Hahn, who is running for reelection, said renters and homeowners already are reeling from escalating housing costs.

School Board member Stacy Hahn
School Board member Stacy Hahn [ DOUGLAS R. CLIFFORD | Times ]

“This is not the time to go out to our families and say, ‘We need you to carry this burden,’” Hahn said. “I don’t want our families to feel guilty because they’re choosing to pay their rent and mortgages and put food on the table versus supporting this referendum, this tax increase.”

Perez, also running for reelection, made similar arguments about economic hardship at a board workshop a week ago.

On Tuesday, she added that district leaders are slow to give her clear information about finances. She referred to one document she received from administrators as a “shut-her-up report.”

School Board Member Karen Perez
School Board Member Karen Perez [ DIRK SHADD | Times ]

Perez suggested that property value increases alone will yield most of the $126 million that the tax would generate. Romaneir Johnson, the district’s chief financial officer, said it is not yet possible to know if that is true, as the state can adjust payments despite the rising values.

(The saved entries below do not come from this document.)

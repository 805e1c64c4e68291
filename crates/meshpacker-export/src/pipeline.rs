//! Per-archive packing pipeline
//!
//! For one archive: find the shared textures, rewrite every asset's mesh
//! description and material in place, convert the meshes, then write the
//! archive. Any error aborts the archive; files already rewritten stay
//! rewritten.

use std::collections::BTreeSet;
use std::fs;
use std::path::{Path, PathBuf};

use meshpacker_core::{naming, Archive, Asset, Result, ResultExt};
use meshpacker_parsers::{mark_shared_textures, InPlaceRewriter, MaterialRewriter, MeshReferenceFixer};
use serde::Serialize;
use tracing::{debug, info, warn};

use crate::archive::ArchiveWriter;
use crate::converter::{MeshConverter, XmlConverterTool, DEFAULT_CONVERTER_COMMAND};

/// Options for packing archives
#[derive(Debug, Clone)]
pub struct PackOptions {
    /// External mesh conversion command
    pub converter: String,
    /// Keep `orig_` copies of rewritten inputs
    pub keep_originals: bool,
}

impl Default for PackOptions {
    fn default() -> Self {
        Self {
            converter: DEFAULT_CONVERTER_COMMAND.to_string(),
            keep_originals: false,
        }
    }
}

/// Summary of one written archive
#[derive(Debug, Clone, PartialEq, Eq, Serialize)]
pub struct PackReport {
    /// Archive written
    pub archive: PathBuf,
    /// Names of the packed meshes
    pub assets: Vec<String>,
    /// Textures stored once under `SharedTextures/`
    pub shared_textures: Vec<PathBuf>,
    /// Target paths of the extra files
    pub extras: Vec<String>,
    /// Entry names in write order
    pub entries: Vec<String>,
}

/// Packs archives one after another
pub struct ArchivePacker<C: MeshConverter = XmlConverterTool> {
    options: PackOptions,
    converter: C,
}

impl ArchivePacker<XmlConverterTool> {
    /// Packer running the configured external converter
    pub fn new(options: PackOptions) -> Self {
        let converter = XmlConverterTool::new(options.converter.clone());
        Self { options, converter }
    }
}

impl<C: MeshConverter> ArchivePacker<C> {
    /// Packer using a custom converter
    pub fn with_converter(options: PackOptions, converter: C) -> Self {
        Self { options, converter }
    }

    /// Options this packer was created with
    pub fn options(&self) -> &PackOptions {
        &self.options
    }

    /// Pack every archive in order, stopping at the first failure.
    ///
    /// Archives without assets are skipped and produce no report.
    pub fn pack_all(&self, archives: impl IntoIterator<Item = Archive>) -> Result<Vec<PackReport>> {
        let mut reports = Vec::new();
        for archive in archives {
            if let Some(report) = self.pack(archive)? {
                reports.push(report);
            }
        }
        Ok(reports)
    }

    /// Pack a single archive; `None` if it has no assets
    pub fn pack(&self, mut archive: Archive) -> Result<Option<PackReport>> {
        if archive.assets.is_empty() {
            warn!(
                archive = %archive.path.display(),
                extras = archive.extras.len(),
                "Archive has no meshes, skipping"
            );
            return Ok(None);
        }

        info!(
            archive = %archive.path.display(),
            assets = archive.assets.len(),
            "Packing archive"
        );

        let shared = mark_shared_textures(&mut archive)?;
        debug!(shared, "Shared texture scan complete");

        let Archive {
            assets,
            shared_textures,
            ..
        } = &mut archive;
        for asset in assets.values_mut() {
            self.prepare_asset(asset, shared_textures)
                .with_context(|| format!("while processing mesh '{}'", asset.name))?;
        }

        let entries = match assemble(&archive) {
            Ok(entries) => entries,
            Err(err) => {
                if fs::remove_file(&archive.path).is_ok() {
                    debug!(archive = %archive.path.display(), "Removed partial archive");
                }
                return Err(err.with_context(format!(
                    "while writing archive '{}'",
                    archive.path.display()
                )));
            }
        };

        info!(
            archive = %archive.path.display(),
            entries = entries.len(),
            "Archive written"
        );

        Ok(Some(PackReport {
            archive: archive.path,
            assets: archive.assets.into_keys().collect(),
            shared_textures: archive.shared_textures.into_iter().collect(),
            extras: archive.extras.into_keys().collect(),
            entries,
        }))
    }

    /// Rewrite an asset's inputs and convert its mesh
    fn prepare_asset(
        &self,
        asset: &mut Asset,
        shared_textures: &BTreeSet<PathBuf>,
    ) -> Result<()> {
        info!(
            asset = %asset.name,
            converter = self.converter.name(),
            "Processing mesh"
        );

        let mesh_backup = self.backup_for(&asset.mesh_xml_path);
        let mut fixer = MeshReferenceFixer::new(asset.name.clone());
        fixer.rewrite_file(&asset.mesh_xml_path, mesh_backup.as_deref())?;

        let material_backup = self.backup_for(&asset.material_path);
        let private = {
            let mut rewriter = MaterialRewriter::new(&asset.name, shared_textures);
            rewriter.rewrite_file(&asset.material_path, material_backup.as_deref())?;
            rewriter.into_private_textures()
        };
        asset.textures.extend(private);

        self.converter
            .convert(&asset.mesh_xml_path, &asset.converted_mesh_path())
    }

    fn backup_for(&self, path: &Path) -> Option<PathBuf> {
        self.options
            .keep_originals
            .then(|| naming::backup_path(path))
    }
}

/// Write the archive entries in their fixed order
fn assemble(archive: &Archive) -> Result<Vec<String>> {
    let mut writer = ArchiveWriter::create(&archive.path)?;

    for asset in archive.assets.values() {
        let mesh = asset.converted_mesh_path();
        writer.add_file(&mesh, &naming::base_name(&mesh))?;
        writer.add_file(&asset.material_path, &naming::material_entry_name(&asset.name))?;
        for texture in &asset.textures {
            writer.add_file(texture, &naming::private_texture_entry_name(&asset.name, texture))?;
        }
    }

    for texture in &archive.shared_textures {
        writer.add_file(texture, &naming::shared_texture_entry_name(texture))?;
    }

    for extra in archive.extras.values() {
        writer.add_file(&extra.source_path, &extra.target_path)?;
    }

    writer.finish()
}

Firmly in support of the referendum was board member Lynn Gray, who said the district has a responsibility to pay livable wages as the area’s largest employer, even though she also noted that “from the taxpayer point of view, the timing probably couldn’t be worse.”

Also in favor were board chairperson Nadia Combs, who mentioned that her own daughter lost two teachers this year, and Jessica Vaughn, who said voters have a right to decide if they can withstand higher housing costs and if they have confidence in district leadership.

School Board member Henry "Shake" Washington
School Board member Henry "Shake" Washington [ DOUGLAS R. CLIFFORD | Times ]

As for the upcoming campaign, board member Henry “Shake” Washington said, “We just have to do what it takes and convince people that we are transparent and we want to do the right thing for people.”